ウスルの家は、グレブからウスルへと、正確には餌木を中心とした6人の小隊の様なものへと、この世界での住まいとして譲られたものですが、シャールやグレブが住んでいる住まいと触れるくらい近く並んで建っていて、彼等が完全に立ち入らないわけではありません。ザインや餌木は彼等を招き入れることに躊躇がありません。ウスルもそれを楽しんでいないわけではないのですが、ザインや餌木と、ウスルには決定的な感覚の隔たりがある様に思えます。「プラットリンバンサイテス」というバス停から、急な上り坂をちょっと登った先にある平地に、その二つの家はあります。どちらも家というには大きいですが、この世界の宿泊を目的とした建物は大抵、多数の人間が利用することを想定して建てられているとグレブが言っていたので、いわゆるこれは、ホテルとか、ペンションに該当するものなのでしょう。生白い日の光を背負って、ウスル達の住まいとシャール達の住まいが、対照的に立ち並んでいました。ウスル達の住まいは洋館と言って差し支えありません。手間とか、見栄とか、価値とか、思い出とか、歴史とか、苦労とか、そういう豪奢なもので身を武装して、身を守っています。ウスルにはそういうものが、寄生虫に見えました。今は、自分が寄生されている、それを知っていました。こういう寄生虫は、宿主に殺されることもなく、否が応でも守らせて、宿主から人生を搾取して、宿主が死んでも宿主をとっかえひっかえして、ずっとずっと生き続けるのです。洋館は、肥え太り過ぎた重々しい存在感で、ウスルに影を落としていました。そちらの選択肢を見上げるウスルをそのままに、シャールは、「お手洗いに行きます」と言って、とっとと無機質な方の住まいに向かいました。ドアを開けようとするシャールは振り向いて、あとでおいでよ、と添えて、ドアの向こうに消えました。シャール達の住まいはなんというか、箱が積み上がったみたいになっていました。基礎の建築はそれはそれでどうなっても構わない、そんな適当な意思で上と横に少しずつ、増築を繰り返したみたいでした。けれど、乱雑ではありませんでした。洋館の真横に立っているには釣り合わないくらい素っ気なく、とにかく四角く整えられていたからです。窓だけが箱と箱の区切りを匂わせた、巨大な箱、それがシャールの家の印象でした。
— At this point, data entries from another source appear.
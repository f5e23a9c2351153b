// Marker synchronization
//
// Stamps protocol events onto the sample stream along two redundant paths:
// - the software marker log inside the SampleBuffer (authoritative, exported)
// - the device's native marker channel (best effort cross-check)
//
// The software path correlates the marker with whatever sample is the buffer's
// tail at the instant of the call. Acquisition appends in batches once per poll,
// so the correlated sample can precede the true event by up to one polling
// interval; each MarkerEvent records the measured lag.

use crate::buffer::SampleBuffer;
use crate::device::EegDevice;
use crate::events::{EventEmitter, ExperimentEvent};
use crate::types::{MarkerCode, MarkerEvent};
use std::sync::atomic::{AtomicU64, Ordering};
use std::sync::Arc;
use std::time::Duration;

pub struct MarkerSynchronizer {
    buffer: Arc<SampleBuffer>,
    device: Option<Arc<dyn EegDevice>>,
    native_failures: AtomicU64,
    max_lag_micros: AtomicU64,
    events: EventEmitter,
}

impl MarkerSynchronizer {
    pub fn new(buffer: Arc<SampleBuffer>, device: Option<Arc<dyn EegDevice>>) -> Self {
        Self {
            buffer,
            device,
            native_failures: AtomicU64::new(0),
            max_lag_micros: AtomicU64::new(0),
            events: EventEmitter::new(),
        }
    }

    pub fn with_events(mut self, events: EventEmitter) -> Self {
        self.events = events;
        self
    }

    /// Record `code` against the current tail sample, then tag the device
    ///
    /// Never fails: the software log always accepts the marker, and a rejected
    /// native tag is only logged and counted.
    pub fn insert_marker(&self, code: MarkerCode) -> MarkerEvent {
        let event = self.buffer.record_marker_at_tail(code);
        self.max_lag_micros
            .fetch_max(event.lag.as_micros() as u64, Ordering::Relaxed);

        log::debug!(
            "Marker {} ({}) at sample {} (lag {:?})",
            code,
            code.label(),
            event.sample_index,
            event.lag
        );

        if let Some(device) = &self.device {
            if let Err(e) = device.insert_native_marker(code) {
                self.native_failures.fetch_add(1, Ordering::Relaxed);
                log::warn!("Native marker {} not written to device: {}", code, e);
                self.events.emit(ExperimentEvent::NativeMarkerFailed {
                    code,
                    error: e.to_string(),
                });
            }
        }

        self.events
            .emit(ExperimentEvent::MarkerInserted(event.clone()));
        event
    }

    pub fn native_failures(&self) -> u64 {
        self.native_failures.load(Ordering::Relaxed)
    }

    /// Largest lag observed between a marker and its correlated sample
    pub fn max_observed_lag(&self) -> Duration {
        Duration::from_micros(self.max_lag_micros.load(Ordering::Relaxed))
    }
}

#[cfg(test)]
mod tests {
    use super::*;
    use crate::device::{StreamConfig, SyntheticDevice, SyntheticOptions};
    use crate::types::RawSample;

    #[test]
    fn test_marker_logged_without_device() {
        let buffer = Arc::new(SampleBuffer::new(1));
        buffer.append(RawSample::new(vec![0.0], 0.0)).unwrap();
        let sync = MarkerSynchronizer::new(Arc::clone(&buffer), None);

        let event = sync.insert_marker(MarkerCode::RestStart);
        assert_eq!(event.sample_index, 0);
        assert_eq!(buffer.markers().len(), 1);
        assert_eq!(sync.native_failures(), 0);
    }

    #[test]
    fn test_native_failure_is_not_fatal() {
        let device = Arc::new(SyntheticDevice::new(SyntheticOptions {
            reject_markers: true,
            ..Default::default()
        }));
        let buffer = Arc::new(SampleBuffer::new(4));
        let sync = MarkerSynchronizer::new(Arc::clone(&buffer), Some(device));

        sync.insert_marker(MarkerCode::TrialStart);
        sync.insert_marker(MarkerCode::TrialEnd);

        assert_eq!(sync.native_failures(), 2);
        let codes: Vec<_> = buffer.markers().iter().map(|m| m.code).collect();
        assert_eq!(codes, vec![MarkerCode::TrialStart, MarkerCode::TrialEnd]);
    }

    #[test]
    fn test_native_tag_mirrors_software_log() {
        let device = Arc::new(SyntheticDevice::new(SyntheticOptions::default()));
        device.start_stream(&StreamConfig::default()).unwrap();
        let buffer = Arc::new(SampleBuffer::new(4));
        let sync = MarkerSynchronizer::new(
            Arc::clone(&buffer),
            Some(Arc::clone(&device) as Arc<dyn EegDevice>),
        );

        sync.insert_marker(MarkerCode::RestStart);
        sync.insert_marker(MarkerCode::RestEnd);

        let native: Vec<_> = device.native_markers().into_iter().map(|(_, c)| c).collect();
        assert_eq!(native, vec![MarkerCode::RestStart, MarkerCode::RestEnd]);
        assert_eq!(sync.native_failures(), 0);
    }
}
fn read_fields<R: Read, T: std::str::FromStr>(
    reader: &mut R,
    count: usize,
    size: usize,
    field: &str,
) -> PersistResult<Vec<T>>
where
    T::Err: std::fmt::Display,
{
    (0..count)
        .map(|_| read_number(&mut *reader, size, field))
        .collect()
}

/// Parse the TALs of one record, skipping the timekeeping entry
fn parse_annotations(bytes: &[u8], sample_rate: f64, out: &mut Vec<LoadedMarker>) -> PersistResult<()> {
    for tal in bytes.split(|&b| b == 0).filter(|tal| !tal.is_empty()) {
        let text = String::from_utf8_lossy(tal);
        let mut parts = text.split('\x14');
        let onset_field = parts.next().unwrap_or_default();
        // Duration, when present, follows the onset after 0x15
        let onset_text = onset_field.split('\x15').next().unwrap_or_default();
        let onset: f64 = onset_text
            .parse()
            .map_err(|e| PersistError::Format(format!("Invalid TAL onset '{}': {}", onset_text, e)))?;

        for description in parts.filter(|d| !d.is_empty()) {
            let raw: u8 = description.parse().map_err(|e| {
                PersistError::InvalidData(format!("Non-numeric annotation '{}': {}", description, e))
            })?;
            let code = MarkerCode::try_from(raw).map_err(PersistError::InvalidData)?;
            out.push(LoadedMarker {
                code,
                sample_index: (onset * sample_rate).round() as u64,
                onset,
            });
        }
    }
    Ok(())
}

/// Read an EDF+ export back into memory
pub fn read_edf(path: &Path) -> PersistResult<LoadedSession> {
    let mut reader = BufReader::new(File::open(path)?);

    let _version = read_fixed_string(&mut reader, 8)?;
    let _patient = read_fixed_string(&mut reader, 80)?;
    let recording = read_fixed_string(&mut reader, 80)?;
    let _start_date = read_fixed_string(&mut reader, 8)?;
    let _start_time = read_fixed_string(&mut reader, 8)?;
    let _header_bytes: usize = read_number(&mut reader, 8, "header bytes")?;
    let reserved = read_fixed_string(&mut reader, 44)?;
    let num_data_records: usize = read_number(&mut reader, 8, "number of data records")?;
    let record_duration: f64 = read_number(&mut reader, 8, "record duration")?;
    let num_signals: usize = read_number(&mut reader, 4, "number of signals")?;

    if !reserved.starts_with("EDF+") {
        return Err(PersistError::Format(format!(
            "{} is not an EDF+ file",
            path.display()
        )));
    }

    let labels: Vec<String> = (0..num_signals)
        .map(|_| read_fixed_string(&mut reader, 16))
        .collect::<PersistResult<_>>()?;
    for _ in 0..num_signals {
        read_fixed_string(&mut reader, 80)?;
    }
    for _ in 0..num_signals {
        read_fixed_string(&mut reader, 8)?;
    }
    let physical_min: Vec<f64> = read_fields(&mut reader, num_signals, 8, "physical minimum")?;
    let physical_max: Vec<f64> = read_fields(&mut reader, num_signals, 8, "physical maximum")?;
    let digital_min: Vec<i64> = read_fields(&mut reader, num_signals, 8, "digital minimum")?;
    let digital_max: Vec<i64> = read_fields(&mut reader, num_signals, 8, "digital maximum")?;
    for _ in 0..num_signals {
        read_fixed_string(&mut reader, 80)?;
    }
    let samples_per_record: Vec<usize> =
        read_fields(&mut reader, num_signals, 8, "number of samples")?;
    for _ in 0..num_signals {
        read_fixed_string(&mut reader, 32)?;
    }

    let annotation_signal = labels
        .iter()
        .position(|l| l == ANNOTATION_LABEL)
        .ok_or_else(|| PersistError::Format("no EDF Annotations signal".to_string()))?;
    let eeg: Vec<usize> = (0..num_signals).filter(|&s| s != annotation_signal).collect();
    let eeg_rate = eeg
        .first()
        .map(|&s| samples_per_record[s])
        .ok_or_else(|| PersistError::Format("no data signals".to_string()))?;
    if eeg.iter().any(|&s| samples_per_record[s] != eeg_rate) {
        return Err(PersistError::Format(
            "signals with differing sample rates are not supported".to_string(),
        ));
    }
    let sample_rate = eeg_rate as f64 / record_duration;

    let calibrations: Vec<(f64, f64)> = eeg
        .iter()
        .map(|&s| {
            let gain = (physical_max[s] - physical_min[s]) / (digital_max[s] - digital_min[s]) as f64;
            (gain, physical_max[s] - gain * digital_max[s] as f64)
        })
        .collect();

    let mut rows: Vec<Vec<f64>> = Vec::with_capacity(num_data_records * eeg_rate);
    let mut markers = Vec::new();
    for _ in 0..num_data_records {
        let mut record_channels: Vec<Vec<f64>> = Vec::with_capacity(eeg.len());
        for signal in 0..num_signals {
            let mut bytes = vec![0u8; samples_per_record[signal] * 2];
            reader.read_exact(&mut bytes)?;
            if signal == annotation_signal {
                parse_annotations(&bytes, sample_rate, &mut markers)?;
            } else {
                let (gain, offset) = calibrations[record_channels.len()];
                record_channels.push(
                    bytes
                        .chunks_exact(2)
                        .map(|b| i16::from_le_bytes([b[0], b[1]]) as f64 * gain + offset)
                        .collect(),
                );
            }
        }
        for i in 0..eeg_rate {
            rows.push(record_channels.iter().map(|ch| ch[i]).collect());
        }
    }

    // Drop the padding of the last record
    if let Some(count) = recording
        .split_whitespace()
        .find_map(|field| field.strip_prefix("samples="))
        .and_then(|n| n.parse::<usize>().ok())
    {
        rows.truncate(count);
    }

    Ok(LoadedSession {
        format: "EDF+".to_string(),
        channel_names: eeg.iter().map(|&s| labels[s].clone()).collect(),
        sample_rate: Some(sample_rate),
        rows,
        resolution: calibrations.iter().map(|&(gain, _)| gain / 2.0).collect(),
        markers,
    })
}
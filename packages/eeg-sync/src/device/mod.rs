// Device driver contract
//
// The acquisition hardware is reached through a vendor SDK. This module defines
// the capability contract the session relies on: start/stop streaming, pull every
// sample that arrived since the last pull, and tag the device's own marker channel.
// Drivers are expected to buffer samples onboard between pulls; `DeviceInfo`
// reports how many so the acquisition loop can poll often enough to never
// overflow that buffer.
//
// New devices are added by:
// 1. Implementing the EegDevice trait
// 2. Adding a variant to DeviceConfig
// 3. Registering it in `create_device`

mod synthetic;

use crate::error::DeviceResult;
use crate::types::{ChannelLayout, MarkerCode, RawSample};
use serde::{Deserialize, Serialize};
use std::sync::Arc;

pub use synthetic::{SyntheticDevice, SyntheticOptions};

/// Parameters handed to the driver when streaming starts
#[derive(Debug, Clone, Default, Serialize, Deserialize)]
pub struct StreamConfig {
    /// Bluetooth address of the headset, when the driver needs one
    #[serde(default)]
    pub mac_address: Option<String>,

    /// Requested onboard ring size in samples (driver default when None)
    #[serde(default)]
    pub buffer_samples: Option<usize>,
}

/// Static description of a connected device
#[derive(Debug, Clone, Serialize, Deserialize)]
pub struct DeviceInfo {
    pub name: String,
    pub layout: ChannelLayout,

    /// Samples the device can hold between pulls before it starts dropping
    #[serde(default)]
    pub onboard_buffer_samples: Option<usize>,
}

/// Capability contract of an EEG acquisition driver
///
/// All methods take `&self`: acquisition pulls and protocol marker tags arrive
/// from different tasks, and drivers do their own internal locking. Calls are
/// assumed to return promptly (a pull copies out of the driver's ring, a marker
/// tag enqueues a value), so they are made directly from async tasks.
pub trait EegDevice: Send + Sync {
    fn info(&self) -> DeviceInfo;

    fn start_stream(&self, config: &StreamConfig) -> DeviceResult<()>;

    /// Stop streaming; stopping an idle device is not an error
    fn stop_stream(&self) -> DeviceResult<()>;

    /// Every sample that arrived since the previous pull, oldest first
    fn pull_new_samples(&self) -> DeviceResult<Vec<RawSample>>;

    /// Write `code` into the device's native marker channel
    fn insert_native_marker(&self, code: MarkerCode) -> DeviceResult<()>;

    fn is_streaming(&self) -> bool;
}

/// Configuration of the device a session records from
#[derive(Debug, Clone, Serialize, Deserialize)]
#[serde(tag = "type")]
pub enum DeviceConfig {
    /// Simulated headset producing sinusoids plus noise in real time
    #[serde(rename = "synthetic")]
    Synthetic {
        #[serde(default)]
        options: SyntheticOptions,
    },
}

impl Default for DeviceConfig {
    fn default() -> Self {
        DeviceConfig::Synthetic {
            options: SyntheticOptions::default(),
        }
    }
}

/// Build a driver from configuration
pub fn create_device(config: DeviceConfig) -> Arc<dyn EegDevice> {
    match config {
        DeviceConfig::Synthetic { options } => Arc::new(SyntheticDevice::new(options)),
    }
}

#[cfg(test)]
mod tests {
    use super::*;

    #[test]
    fn test_device_config_from_json() {
        let config: DeviceConfig = serde_json::from_str(
            r#"{"type": "synthetic", "options": {"channels": 2, "sample_rate": 128.0}}"#,
        )
        .unwrap();
        let device = create_device(config);
        let info = device.info();
        assert_eq!(info.layout.num_channels(), 2);
        assert_eq!(info.layout.sample_rate, 128.0);
        assert!(!device.is_streaming());
    }
}
use std::io::Write;

/// Write a JSON document to stdout
pub fn write_json(json: &str) -> Result<(), String> {
    let stdout = std::io::stdout();
    let mut handle = stdout.lock();
    handle
        .write_all(json.as_bytes())
        .and_then(|_| handle.write_all(b"\n"))
        .map_err(|e| format!("Failed to write to stdout: {}", e))
}

/// Serialize a value to pretty JSON
pub fn to_json<T: serde::Serialize>(value: &T) -> Result<String, String> {
    serde_json::to_string_pretty(value).map_err(|e| format!("JSON serialization failed: {}", e))
}

/// Serialize and print, mapping failures to an exit code
pub fn print_json<T: serde::Serialize>(value: &T) -> Result<(), i32> {
    to_json(value).and_then(|json| write_json(&json)).map_err(|e| {
        eprintln!("Error: {}", e);
        crate::exit_codes::EXECUTION_ERROR
    })
}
ウスルの洋館と大きさは変わりませんが、12人で住んでいるとのことなので、妥当な大きさなのでしょう。似てない兄弟みたいに寄り添う、同じくらいの建物と建物は、そのときのウスルの選択肢が具現化したものに見えました。弱さを自覚したウスルにとって、洋館はより自身を苦しめるものでしたが、それとは別に、シャールの家には遊びにいかないことに、ほとんど決めていました。シャール以外の他人と、話す元気がないのと、なんとなくですが、ザインに会ったとしても、無視して早足に自室に向かって鍵を閉めてしまえば今日は今度こそ終わるという気がしたからです。そうして今日をさっさと終わらせてしまいたいくらいに疲れました。真昼間かもしれませんが、ここがウスルの長く、長く、あまりに長くて出口なんて想像もさせなかった、「今日」の終わりなのでした。